To have one viral sensation, Oscar Wilde might have said, is unfortunate. But to have two smacks of carelessness. And that’s what we have. The first is Covid-19, about which much printer’s ink has already been spilled. The second is Plandemic, a 26-minute “documentary” video featuring Dr Judy Mikovits, a former research scientist and inveterate conspiracy theorist who blames the coronavirus outbreak on big pharma, Bill Gates and the World Health Organization.

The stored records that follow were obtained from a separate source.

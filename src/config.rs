//! Tunables for discovery and the peer core.
//!
//! Defaults are the protocol constants; every knob can be overridden with
//! a `MESHTRIS_*` environment variable. Invalid values are logged and
//! ignored rather than failing startup.

use std::net::Ipv4Addr;
use std::str::FromStr;
use std::time::Duration;

use tracing::warn;

/// Discovery (multicast + gossip) configuration.
#[derive(Debug, Clone)]
pub struct DiscoveryConfig {
    /// Multicast group the HELLO announcements go to.
    pub group: Ipv4Addr,
    /// Shared UDP port for HELLO multicast and GOSSIP unicast.
    pub port: u16,
    /// Delay between HELLO announcements.
    pub hello_period: Duration,
    /// Gossip mode: on-change unicast digests in addition to HELLO.
    pub gossip: bool,
    /// Incoming digest entries older than this are dropped before merging.
    pub gossip_staleness: Duration,
    /// The cleaner evicts ids not refreshed within this window.
    pub prune_after: Duration,
    /// Cleaner period.
    pub prune_period: Duration,
}

impl Default for DiscoveryConfig {
    fn default() -> Self {
        Self {
            group: Ipv4Addr::new(239, 0, 0, 1),
            port: 50_000,
            hello_period: Duration::from_millis(2000),
            gossip: true,
            gossip_staleness: Duration::from_millis(15_000),
            prune_after: Duration::from_millis(60_000),
            prune_period: Duration::from_millis(5000),
        }
    }
}

impl DiscoveryConfig {
    /// Defaults overridden from the environment.
    pub fn from_env() -> Self {
        let mut cfg = Self::default();
        if let Some(group) = env_parse::<Ipv4Addr>("MESHTRIS_GROUP") {
            cfg.group = group;
        }
        if let Some(port) = env_parse("MESHTRIS_PORT") {
            cfg.port = port;
        }
        if let Some(ms) = env_parse("MESHTRIS_HELLO_PERIOD_MS") {
            cfg.hello_period = Duration::from_millis(ms);
        }
        if let Some(flag) = env_var("MESHTRIS_GOSSIP") {
            cfg.gossip = !(flag == "0" || flag.eq_ignore_ascii_case("false"));
        }
        if let Some(ms) = env_parse("MESHTRIS_STALENESS_MS") {
            cfg.gossip_staleness = Duration::from_millis(ms);
        }
        if let Some(ms) = env_parse("MESHTRIS_PRUNE_AFTER_MS") {
            cfg.prune_after = Duration::from_millis(ms);
        }
        if let Some(ms) = env_parse("MESHTRIS_PRUNE_PERIOD_MS") {
            cfg.prune_period = Duration::from_millis(ms);
        }
        cfg
    }
}

/// Peer-core timing configuration.
#[derive(Debug, Clone)]
pub struct PeerConfig {
    /// Delay before the first matchmaking round.
    pub matchmaking_delay: Duration,
    /// Delay between matchmaking rounds.
    pub matchmaking_period: Duration,
    /// Opponent liveness probe period.
    pub liveness_period: Duration,
    /// How long an accepted proposal may sit unconfirmed before the
    /// tentative opponent assignment is reverted.
    pub confirm_timeout: Duration,
}

impl Default for PeerConfig {
    fn default() -> Self {
        Self {
            matchmaking_delay: Duration::from_millis(1000),
            matchmaking_period: Duration::from_millis(1500),
            liveness_period: Duration::from_millis(2000),
            confirm_timeout: Duration::from_millis(5000),
        }
    }
}

impl PeerConfig {
    /// Defaults overridden from the environment.
    pub fn from_env() -> Self {
        let mut cfg = Self::default();
        if let Some(ms) = env_parse("MESHTRIS_MATCH_DELAY_MS") {
            cfg.matchmaking_delay = Duration::from_millis(ms);
        }
        if let Some(ms) = env_parse("MESHTRIS_MATCH_PERIOD_MS") {
            cfg.matchmaking_period = Duration::from_millis(ms);
        }
        if let Some(ms) = env_parse("MESHTRIS_LIVENESS_PERIOD_MS") {
            cfg.liveness_period = Duration::from_millis(ms);
        }
        if let Some(ms) = env_parse("MESHTRIS_CONFIRM_TIMEOUT_MS") {
            cfg.confirm_timeout = Duration::from_millis(ms);
        }
        cfg
    }
}

fn env_var(name: &str) -> Option<String> {
    std::env::var(name).ok().filter(|v| !v.is_empty())
}

fn env_parse<T: FromStr>(name: &str) -> Option<T> {
    let raw = env_var(name)?;
    match raw.parse() {
        Ok(value) => Some(value),
        Err(_) => {
            warn!(var = name, value = %raw, "ignoring unparsable override");
            None
        }
    }
}

#[cfg(test)]
mod tests {
    use super::*;

    #[test]
    fn discovery_defaults_match_protocol_constants() {
        let cfg = DiscoveryConfig::default();
        assert_eq!(cfg.group, Ipv4Addr::new(239, 0, 0, 1));
        assert_eq!(cfg.port, 50_000);
        assert_eq!(cfg.hello_period, Duration::from_millis(2000));
        assert!(cfg.gossip);
        assert_eq!(cfg.gossip_staleness, Duration::from_millis(15_000));
        assert_eq!(cfg.prune_after, Duration::from_millis(60_000));
        assert_eq!(cfg.prune_period, Duration::from_millis(5000));
    }

    #[test]
    fn peer_defaults() {
        let cfg = PeerConfig::default();
        assert_eq!(cfg.matchmaking_delay, Duration::from_millis(1000));
        assert_eq!(cfg.matchmaking_period, Duration::from_millis(1500));
        assert_eq!(cfg.liveness_period, Duration::from_millis(2000));
        assert_eq!(cfg.confirm_timeout, Duration::from_millis(5000));
    }
}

She also claims that the National Institute of Allergy and Infectious Diseases (which is headed by Dr Anthony Fauci) buried her research showing vaccines weaken people’s immune systems and made them more vulnerable to Covid-19. Just to round off the accusations, Mikovits claims that wearing masks is dangerous because it “literally activates your own virus”. And, if proof were needed that the pharma-Gates-scientific-elite cabal were out to get her, the leading journal Science in 2011 retracted a paper by her on a supposed link between a retrovirus and chronic fatigue syndrome that it had accepted in 2009.

As it did so, a number of journalists and network scientists began to map the route by which this niche obsession made it into the big time. A New York Times team traced it back to a Facebook page dedicated to QAnon, a rightwing conspiracy theory, which has 25,000 members, headed with the clickbait injunction “Exclusive Content, Must Watch”. The video went from being viewed directly on YouTube to people linking out to it on Facebook, Twitter and other social media channels, with each link increasing the possibility that it would make the next big jump.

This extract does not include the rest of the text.